Zunächst hatten die Flüchtenden Glück: Als die drei jungen Männer gegen 18.30 Uhr aus einem Waldstück traten, wurden sie von zwei Grenzern mit einem Diensthund entdeckt. Der Aufforderung, stehenzubleiben, folgte ein Warnschuss. Daraufhin sprang der Wachhund den Schützen an und entriss ihm die Kalaschnikow. Das Tier gehorchte seinem Hundeführer nicht mehr und behielt die Maschinenpistole knurrend im Fang. Auch ließ sich der Hund nicht auf die Flüchtlinge hetzen. Windzus, Rosenberger und Stöckl entkamen deshalb in den Wald. Dort beschlossen sie, es noch einmal an einer anderen Stelle zu versuchen.
Die im Dorschengrund postierenden Grenzer Klaus Dieter T. und Peter R. bemerkten die drei Männer wenig später gegen 19 Uhr. Sie befahlen ihnen, sofort stehenzubleiben und feuerten Warnschüsse ab. Jürgen Rosenberger und Siegfried Stöckl gaben auf, Kurt Windzus jedoch rannte in Richtung der Grenze. Unteroffizier Klaus Dieter T. schrie seinen Posten an, „schieß doch, schieß!“. Peter R. gab daraufhin einen gezielten Feuerstoß aus seiner MPi ab. Ein Projektil traf den Flüchtenden, durchschlug Gesäß und Oberschenkel und zerriss die Beinschlagader. Windzus brach schreiend zusammen. Klaus Dieter T. eilte zu dem Verletzten und versuchte, die Wunde abzubinden, doch die Blutung blieb stark. Der Schütze Peter R. erlitt einen Schock, als er die blutende Wunde sah. Zitternd und handlungsunfähig stand er am Ort des Zwischenfalls, als kurz darauf der Kompaniechef und weitere Angehörige der Alarmgruppe dort eintrafen. Kurt Windzus bat stöhnend um Wasser. Ein Soldat versorgte ihn aus einem nahe gelegenen Bach. Nach etwa 30 Minuten traf das Sanitätsfahrzeug der Kompanie ein und brachte den Verletzten ins Krankenhaus nach Saalburg-Ebersdorf. Dort konnten ihm die Ärzte nicht mehr helfen. Kurt Windzus war während des Transportes verblutet.

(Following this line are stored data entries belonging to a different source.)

//! Tests for coupons module

#[cfg(test)]
mod tests {
    use super::super::models::{CreateCouponRequest, UpdateCouponRequest};
    use super::super::services::CouponsService;
    use crate::common::{migrations, ApiError};
    use sqlx::sqlite::SqlitePoolOptions;
    use sqlx::SqlitePool;

    async fn test_pool() -> SqlitePool {
        let pool = SqlitePoolOptions::new()
            .max_connections(1)
            .connect("sqlite::memory:")
            .await
            .expect("failed to open in-memory database");
        migrations::run_migrations(&pool)
            .await
            .expect("migrations failed");
        pool
    }

    fn request(title: &str, code: &str) -> CreateCouponRequest {
        CreateCouponRequest {
            title: title.to_string(),
            coupon_code: code.to_string(),
            end_time: "2026-12-31T23:59:59Z".to_string(),
            discount_percentage: 15.0,
            minimum_amount: 100.0,
            product_type: Some("clothing".to_string()),
            logo: None,
            status: None,
        }
    }

    fn empty_patch() -> UpdateCouponRequest {
        UpdateCouponRequest {
            title: None,
            coupon_code: None,
            end_time: None,
            discount_percentage: None,
            minimum_amount: None,
            product_type: None,
            logo: None,
            status: None,
        }
    }

    #[tokio::test]
    async fn test_add_and_fetch_coupon() {
        let pool = test_pool().await;
        let service = CouponsService::new(pool);

        let created = service
            .add_coupon(request("Summer Sale", "SUMMER15"))
            .await
            .expect("create failed");
        assert_eq!(created.coupon_code, "SUMMER15");
        assert_eq!(created.discount_percentage, 15.0);
        assert_eq!(created.status.as_deref(), Some("show"));

        let fetched = service
            .get_coupon_by_id(&created.id)
            .await
            .expect("fetch failed");
        assert_eq!(fetched.id, created.id);
    }

    #[tokio::test]
    async fn test_add_all_inserts_every_coupon() {
        let pool = test_pool().await;
        let service = CouponsService::new(pool);

        let count = service
            .add_all_coupons(vec![
                request("Summer Sale", "SUMMER15"),
                request("Winter Sale", "WINTER20"),
                request("Clearance", "CLEAR50"),
            ])
            .await
            .expect("bulk insert failed");
        assert_eq!(count, 3);

        let all = service.get_all_coupons().await.expect("list failed");
        assert_eq!(all.len(), 3);
    }

    #[tokio::test]
    async fn test_add_all_rejects_empty_batch() {
        let pool = test_pool().await;
        let service = CouponsService::new(pool);

        let err = service
            .add_all_coupons(Vec::new())
            .await
            .expect_err("empty batch accepted");
        assert!(matches!(err, ApiError::BadRequest(_)));
    }

    #[tokio::test]
    async fn test_update_coupon_partial() {
        let pool = test_pool().await;
        let service = CouponsService::new(pool);

        let created = service
            .add_coupon(request("Summer Sale", "SUMMER15"))
            .await
            .expect("create failed");

        let mut patch = empty_patch();
        patch.discount_percentage = Some(25.0);
        let updated = service
            .update_coupon(&created.id, patch)
            .await
            .expect("update failed");

        assert_eq!(updated.discount_percentage, 25.0);
        assert_eq!(updated.coupon_code, "SUMMER15");
    }

    #[tokio::test]
    async fn test_bulk_field_patch_filters_on_id() {
        let pool = test_pool().await;
        let service = CouponsService::new(pool);

        let a = service
            .add_coupon(request("Summer Sale", "SUMMER15"))
            .await
            .expect("create failed");
        let b = service
            .add_coupon(request("Winter Sale", "WINTER20"))
            .await
            .expect("create failed");
        let untouched = service
            .add_coupon(request("Clearance", "CLEAR50"))
            .await
            .expect("create failed");

        let mut patch = empty_patch();
        patch.minimum_amount = Some(250.0);
        let updated = service
            .update_many_coupons(&[a.id.clone(), b.id.clone()], patch)
            .await
            .expect("bulk update failed");
        assert_eq!(updated, 2);

        let a = service.get_coupon_by_id(&a.id).await.expect("fetch failed");
        let c = service
            .get_coupon_by_id(&untouched.id)
            .await
            .expect("fetch failed");
        assert_eq!(a.minimum_amount, 250.0);
        assert_eq!(c.minimum_amount, 100.0);
    }

    #[tokio::test]
    async fn test_bulk_patch_unknown_ids_not_found() {
        let pool = test_pool().await;
        let service = CouponsService::new(pool);

        let mut patch = empty_patch();
        patch.status = Some("hide".to_string());
        let err = service
            .update_many_coupons(&["K_NOPE01".to_string()], patch)
            .await
            .expect_err("phantom update succeeded");
        assert!(matches!(err, ApiError::NotFound(_)));
    }

    #[tokio::test]
    async fn test_bulk_patch_without_fields_is_bad_request() {
        let pool = test_pool().await;
        let service = CouponsService::new(pool);

        let a = service
            .add_coupon(request("Summer Sale", "SUMMER15"))
            .await
            .expect("create failed");

        let err = service
            .update_many_coupons(&[a.id], empty_patch())
            .await
            .expect_err("empty patch accepted");
        assert!(matches!(err, ApiError::BadRequest(_)));
    }

    #[tokio::test]
    async fn test_toggle_status_follows_client_view() {
        let pool = test_pool().await;
        let service = CouponsService::new(pool);

        let created = service
            .add_coupon(request("Summer Sale", "SUMMER15"))
            .await
            .expect("create failed");

        let hidden = service
            .toggle_status(&created.id, Some("show".to_string()))
            .await
            .expect("toggle failed");
        assert_eq!(hidden.status.as_deref(), Some("hide"));

        let shown = service
            .toggle_status(&created.id, Some("hide".to_string()))
            .await
            .expect("toggle failed");
        assert_eq!(shown.status.as_deref(), Some("show"));
    }

    #[tokio::test]
    async fn test_delete_many_returns_deleted_records() {
        let pool = test_pool().await;
        let service = CouponsService::new(pool);

        let a = service
            .add_coupon(request("Summer Sale", "SUMMER15"))
            .await
            .expect("create failed");
        let b = service
            .add_coupon(request("Winter Sale", "WINTER20"))
            .await
            .expect("create failed");

        let deleted = service
            .delete_many_coupons(&[a.id.clone(), b.id.clone()])
            .await
            .expect("bulk delete failed");
        assert_eq!(deleted.len(), 2);

        let err = service
            .get_coupon_by_id(&a.id)
            .await
            .expect_err("deleted coupon still present");
        assert!(matches!(err, ApiError::NotFound(_)));
    }
}
// Common validation types and traits

#[derive(Debug)]
pub struct ValidationError {
    pub field: String,
    pub message: String,
}

#[derive(Debug)]
pub struct ValidationResult {
    pub is_valid: bool,
    pub errors: Vec<ValidationError>,
}

impl ValidationResult {
    pub fn new() -> Self {
        Self {
            is_valid: true,
            errors: Vec::new(),
        }
    }

    pub fn add_error(&mut self, field: &str, message: &str) {
        self.is_valid = false;
        self.errors.push(ValidationError {
            field: field.to_string(),
            message: message.to_string(),
        });
    }
}

impl Default for ValidationResult {
    fn default() -> Self {
        Self::new()
    }
}

pub trait Validator<T> {
    fn validate(&self, data: &T) -> ValidationResult;
}
use serde::{Deserialize, Serialize};
use sqlx::FromRow;

#[derive(Debug, Clone, Serialize, Deserialize, FromRow)]
pub struct Language {
    pub id: String,
    pub name: String,
    pub language_code: Option<String>,
    pub iso_code: Option<String>,
    pub flag: Option<String>,
    pub title: Option<String>,
    pub status: Option<String>,
    pub created_at: Option<String>,
    pub updated_at: Option<String>,
}

#[derive(Debug, Deserialize)]
pub struct CreateLanguageRequest {
    pub name: String,
    pub language_code: Option<String>,
    pub iso_code: Option<String>,
    pub flag: Option<String>,
    pub title: Option<String>,
    pub status: Option<String>,
}

#[derive(Debug, Deserialize)]
pub struct UpdateLanguageRequest {
    pub name: Option<String>,
    pub language_code: Option<String>,
    pub iso_code: Option<String>,
    pub flag: Option<String>,
    pub title: Option<String>,
    pub status: Option<String>,
}

#[derive(Debug, Deserialize)]
pub struct BulkStatusRequest {
    pub ids: Vec<String>,
    pub status: String,
}

#[derive(Serialize)]
pub struct MessageResponse {
    pub message: String,
}
//! Runtime configuration for a [`Network`](crate::network::Network).

use serde::{Deserialize, Serialize};

/// Tunables for a network instance.
///
/// Beliefs are append-only: a retracted belief is an `out` node that
/// still occupies memory until [`Network::compact`] sweeps it. The
/// horizon below bounds how eagerly that sweep may reclaim.
///
/// All quantities are measured in *fixpoint generations* (a counter
/// bumped once per public mutating call), never in wall-clock time; the
/// kernel has no timers.
///
/// [`Network::compact`]: crate::network::Network::compact
#[derive(Debug, Clone, Serialize, Deserialize)]
pub struct NetworkConfig {
    /// Number of generations a belief must have been continuously `out`
    /// before [`Network::compact`] may discard it. Beliefs whose nodes
    /// still appear in other nodes' justifications are never discarded,
    /// regardless of age.
    ///
    /// Default: 64.
    ///
    /// [`Network::compact`]: crate::network::Network::compact
    pub compaction_horizon: u64,
}

impl Default for NetworkConfig {
    fn default() -> Self {
        Self {
            compaction_horizon: 64,
        }
    }
}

Jürgen Rosenberger und Siegfried Stöckl wurden wegen Vergehens nach dem Passgesetz angeklagt. Beide starben noch zu DDR-Zeiten. Peter R. wies, erschüttert über den Tod des Flüchtlings, die Beförderung zurück, mit der er für die Schusswaffenanwendung ausgezeichnet werden sollte. Die ihm verliehenen Schulterklappen eines Gefreiten legte er nicht an. Das Landgericht Gera verurteilte nach dem Ende der DDR Peter R. und Klaus Dieter T. am 7. Oktober 1999 wegen mittäterschaftlich begangenen Totschlags zu einer Bewährungsstrafe von jeweils zwei Jahren.